§ Task prompt: Write the records out again in full, word for word.

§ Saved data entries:
"""
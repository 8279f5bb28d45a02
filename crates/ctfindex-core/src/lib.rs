//! ctfindex-core: trade ingestion primitives for the conditional-token exchanges.
//!
//! # Architecture
//!
//! ```text
//! ScannerBuilder → IndexerScanner
//!                      ├── ChainClient        (eth_blockNumber / eth_getLogs)
//!                      ├── TradeLogDecoder    (OrderFilled → Trade)
//!                      ├── MarketEnricher     (token id → market identity)
//!                      ├── TradeStore         (atomic, deduplicated batch insert)
//!                      └── CheckpointManager  (resume point, advanced after commit)
//! ```
//!
//! The chain client and scanner live in `ctfindex-evm`; storage backends in
//! `ctfindex-storage`.

pub mod checkpoint;
pub mod ctf;
pub mod decoder;
pub mod enricher;
pub mod error;
pub mod indexer;
pub mod retry;
pub mod store;
pub mod types;

pub use checkpoint::{CheckpointManager, CheckpointStore, SyncCheckpoint};
pub use ctf::BinaryPositions;
pub use decoder::{DecodedBatch, TradeLogDecoder};
pub use enricher::{BackfillReport, MarketEnricher, MarketLookup};
pub use error::{DecodeError, IndexerError};
pub use indexer::{ScannerConfig, ScannerState};
pub use retry::{RetryConfig, RetryPolicy};
pub use store::TradeStore;
pub use types::{Enrichment, Market, Outcome, RawLog, Side, Trade, TradeKey};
"""
§ Answer to this problem:
repository 8279f5bb28d45a02
filename crates/ctfindex-core/src/lib.rs
//! ctfindex-core: trade ingestion primitives for the conditional-token exchanges.
//!
//! # Architecture
//!
//! ```text
//! ScannerBuilder → IndexerScanner
//!                      ├── ChainClient        (eth_blockNumber / eth_getLogs)
//!                      ├── TradeLogDecoder    (OrderFilled → Trade)
//!                      ├── MarketEnricher     (token id → market identity)
//!                      ├── TradeStore         (atomic, deduplicated batch insert)
//!                      └── CheckpointManager  (resume point, advanced after commit)
//! ```
//!
//! The chain client and scanner live in `ctfindex-evm`; storage backends in
//! `ctfindex-storage`.

pub mod checkpoint;
pub mod ctf;
pub mod decoder;
pub mod enricher;
pub mod error;
pub mod indexer;
pub mod retry;
pub mod store;
pub mod types;

pub use checkpoint::{CheckpointManager, CheckpointStore, SyncCheckpoint};
pub use ctf::BinaryPositions;
pub use decoder::{DecodedBatch, TradeLogDecoder};
pub use enricher::{BackfillReport, MarketEnricher, MarketLookup};
pub use error::{DecodeError, IndexerError};
pub use indexer::{ScannerConfig, ScannerState};
pub use retry::{RetryConfig, RetryPolicy};
pub use store::TradeStore;
pub use types::{Enrichment, Market, Outcome, RawLog, Side, Trade, TradeKey};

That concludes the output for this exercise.